The report, which described global IAEA work in 2008 to verify compliance with non-proliferation rules, said the highly enriched uranium (HEU) traces turned up in environmental swipe samples taken at the Inshas nuclear research site in 2007-08.
The HEU was discovered alongside particles of low-enriched uranium (LEU), the type used for nuclear power plant fuel.
Egypt had explained to the IAEA that it believed the HEU "could have been brought into the country through contaminated radio-isotope transport containers," the May 5 report said.
The U.N. watchdog's inspectors had not yet verified the source of the particles, it said, but there were no indications that Egypt's clarification was not correct.
The IAEA was in any case continuing an investigation to establish the provenance of the traces, with further test sampling planned in the vicinity near the capital Cairo.
The IAEA is sensitive to possible nuclear proliferation in the Middle East because of inquiries into allegations of secret weapons-oriented nuclear activity in Iran and Syria, which both countries deny, and the 2003 exposure of a covert atomic bomb program in Libya, since scrapped.

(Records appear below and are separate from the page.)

//! Application configuration loaded from environment variables.

use std::env;

use anyhow::Context;
use blog_infra::database::DatabaseConfig;

/// Application configuration.
#[derive(Debug, Clone)]
pub struct AppConfig {
    pub host: String,
    pub port: u16,
    /// Page size for every paginated listing.
    pub paginate_by: u64,
    pub database: DatabaseConfig,
}

impl AppConfig {
    /// Load configuration from environment variables.
    pub fn from_env() -> anyhow::Result<Self> {
        let url = env::var("DATABASE_URL").context("DATABASE_URL must be set")?;

        let database = DatabaseConfig {
            url,
            max_connections: env::var("DB_MAX_CONNECTIONS")
                .ok()
                .and_then(|s| s.parse().ok())
                .unwrap_or(100),
            min_connections: env::var("DB_MIN_CONNECTIONS")
                .ok()
                .and_then(|s| s.parse().ok())
                .unwrap_or(10),
        };

        Ok(Self {
            host: env::var("HOST").unwrap_or_else(|_| "127.0.0.1".to_string()),
            port: env::var("PORT")
                .ok()
                .and_then(|p| p.parse().ok())
                .unwrap_or(8080),
            paginate_by: env::var("PAGINATE_BY")
                .ok()
                .and_then(|p| p.parse().ok())
                .unwrap_or(10),
            database,
        })
    }
}
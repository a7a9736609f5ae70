//! Domain entities - the core business objects.

mod category;
mod comment;
mod location;
mod post;
mod user;

pub use category::Category;
pub use comment::Comment;
pub use location::Location;
pub use post::{Post, PostStatus};
pub use user::User;
//! Category entity for SeaORM.

use sea_orm::Set;
use sea_orm::entity::prelude::*;

#[derive(Clone, Debug, PartialEq, Eq, DeriveEntityModel)]
#[sea_orm(table_name = "categories")]
pub struct Model {
    #[sea_orm(primary_key, auto_increment = false)]
    pub id: Uuid,
    pub title: String,
    #[sea_orm(column_type = "Text")]
    pub description: String,
    #[sea_orm(unique)]
    pub slug: String,
    pub is_published: bool,
    pub created_at: DateTimeWithTimeZone,
}

#[derive(Copy, Clone, Debug, EnumIter, DeriveRelation)]
pub enum Relation {
    #[sea_orm(has_many = "super::post::Entity")]
    Posts,
}

impl Related<super::post::Entity> for Entity {
    fn to() -> RelationDef {
        Relation::Posts.def()
    }
}

impl ActiveModelBehavior for ActiveModel {}

/// Conversion from SeaORM Model to Domain Category.
impl From<Model> for blog_core::domain::Category {
    fn from(model: Model) -> Self {
        Self {
            id: model.id,
            title: model.title,
            description: model.description,
            slug: model.slug,
            is_published: model.is_published,
            created_at: model.created_at.into(),
        }
    }
}

/// Conversion from Domain Category to SeaORM ActiveModel.
impl From<blog_core::domain::Category> for ActiveModel {
    fn from(category: blog_core::domain::Category) -> Self {
        Self {
            id: Set(category.id),
            title: Set(category.title),
            description: Set(category.description),
            slug: Set(category.slug),
            is_published: Set(category.is_published),
            created_at: Set(category.created_at.into()),
        }
    }
}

PAST IAEA PROBLEMS WITH EGYPT
In February 2005, an IAEA report chided Egypt for repeatedly failing to declare nuclear sites and materials but said inspectors had found no sign of an atom bomb program.
At the time, IAEA diplomats said Egypt's breaches appeared minor compared to those of Iran and South Korea, both of which experimented with uranium enrichment and plutonium reprocessing -- technologies applicable to nuclear bomb-making.

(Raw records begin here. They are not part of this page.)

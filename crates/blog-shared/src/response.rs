//! Standardized API response types (RFC 7807 compliant for errors).

use serde::{Deserialize, Serialize};

/// Standard successful API response wrapper.
#[derive(Debug, Clone, Serialize, Deserialize)]
pub struct ApiResponse<T> {
    pub success: bool,
    pub data: Option<T>,
    #[serde(skip_serializing_if = "Option::is_none")]
    pub message: Option<String>,
}

impl<T> ApiResponse<T> {
    pub fn ok(data: T) -> Self {
        Self {
            success: true,
            data: Some(data),
            message: None,
        }
    }
}

/// RFC 7807 Problem Details for HTTP APIs.
///
/// See: https://datatracker.ietf.org/doc/html/rfc7807
#[derive(Debug, Clone, Serialize, Deserialize)]
pub struct ErrorResponse {
    /// A URI reference that identifies the problem type.
    #[serde(rename = "type")]
    pub error_type: String,

    /// A short, human-readable summary of the problem type.
    pub title: String,

    /// The HTTP status code.
    pub status: u16,

    /// A human-readable explanation specific to this occurrence.
    #[serde(skip_serializing_if = "Option::is_none")]
    pub detail: Option<String>,

    /// A URI reference that identifies the specific occurrence.
    #[serde(skip_serializing_if = "Option::is_none")]
    pub instance: Option<String>,
}

impl ErrorResponse {
    pub fn new(status: u16, title: impl Into<String>) -> Self {
        Self {
            error_type: "about:blank".to_string(),
            title: title.into(),
            status,
            detail: None,
            instance: None,
        }
    }

    pub fn with_detail(mut self, detail: impl Into<String>) -> Self {
        self.detail = Some(detail.into());
        self
    }

    // Common error constructors
    pub fn bad_request(detail: impl Into<String>) -> Self {
        Self::new(400, "Bad Request").with_detail(detail)
    }

    pub fn unauthorized() -> Self {
        Self::new(401, "Unauthorized")
    }

    pub fn forbidden() -> Self {
        Self::new(403, "Forbidden")
    }

    pub fn not_found(detail: impl Into<String>) -> Self {
        Self::new(404, "Not Found").with_detail(detail)
    }

    pub fn internal_error() -> Self {
        Self::new(500, "Internal Server Error")
    }
}

#[cfg(test)]
mod tests {
    use super::*;

    #[test]
    fn error_response_omits_empty_fields() {
        let err = ErrorResponse::not_found("post 42");
        let json = serde_json::to_value(&err).unwrap();

        assert_eq!(json["type"], "about:blank");
        assert_eq!(json["status"], 404);
        assert_eq!(json["detail"], "post 42");
        assert!(json.get("instance").is_none());
    }

    #[test]
    fn api_response_wraps_payload() {
        let resp = ApiResponse::ok(vec![1, 2, 3]);
        let json = serde_json::to_value(&resp).unwrap();

        assert_eq!(json["success"], true);
        assert_eq!(json["data"], serde_json::json!([1, 2, 3]));
        assert!(json.get("message").is_none());
    }
}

The new report said Egypt told the IAEA in 2004 that its atomic energy agency lacked the means to ensure "effective control" over all nuclear work in the country. A presidential decree was issued in 2006 to strengthen the agency's powers.
Egyptian regulators then mounted a state-wide investigation and detected previously undocumented nuclear items, including depleted uranium, a by-product of enrichment used as a hardening agent in ordnance or as radiation-shielding material.

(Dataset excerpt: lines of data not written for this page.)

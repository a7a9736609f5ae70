//! Authentication ports.

use uuid::Uuid;

/// Claims stored in access tokens.
#[derive(Debug, Clone)]
pub struct TokenClaims {
    pub user_id: Uuid,
    pub username: String,
    pub exp: i64,
}

/// Token service trait for access-token operations.
pub trait TokenService: Send + Sync {
    /// Generate an access token for a user.
    fn generate_token(&self, user_id: Uuid, username: &str) -> Result<String, AuthError>;

    /// Validate and decode a token.
    fn validate_token(&self, token: &str) -> Result<TokenClaims, AuthError>;

    /// Lifetime of freshly issued tokens, in seconds.
    fn expiration_seconds(&self) -> i64;
}

/// Password hashing service.
pub trait PasswordService: Send + Sync {
    /// Hash a plain text password.
    fn hash(&self, password: &str) -> Result<String, AuthError>;

    /// Verify a password against a hash.
    fn verify(&self, password: &str, hash: &str) -> Result<bool, AuthError>;
}

/// Authentication errors.
#[derive(Debug, thiserror::Error)]
pub enum AuthError {
    #[error("Invalid credentials")]
    InvalidCredentials,

    #[error("Token expired")]
    TokenExpired,

    #[error("Invalid token: {0}")]
    InvalidToken(String),

    #[error("Missing authorization header")]
    MissingAuth,

    #[error("Hashing error: {0}")]
    HashingError(String),
}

The report said Egypt had turned over information about previously undeclared nuclear work and submitted design information about the Inshas facility, a hydrometallurgy pilot plant and a radio-isotope production site.
Egypt's statements were judged consistent with IAEA findings and there were no more outstanding questions, it said.
In 2007 Egypt said it aimed to build several atomic reactors to meet rising energy demand and has since received nuclear cooperation offers from China, Russia, France and Kazakhstan.
Many Arab states have similar ambitions, to offset high fossil-fuel costs and cut emissions to combat climate change.
Industry analysts have suggested the United States could be willing to help Egypt develop a nuclear program if it pledged never to enrich uranium or reprocess spent nuclear fuel -- both proliferation-prone processes -- on its own soil.
Egypt ratified the Non-Proliferation Treaty in 1981 but not the IAEA's 1997 Additional Protocol that gives inspectors the right to make intrusive, short-notice inspections of nuclear facilities and other sites not declared as nuclear.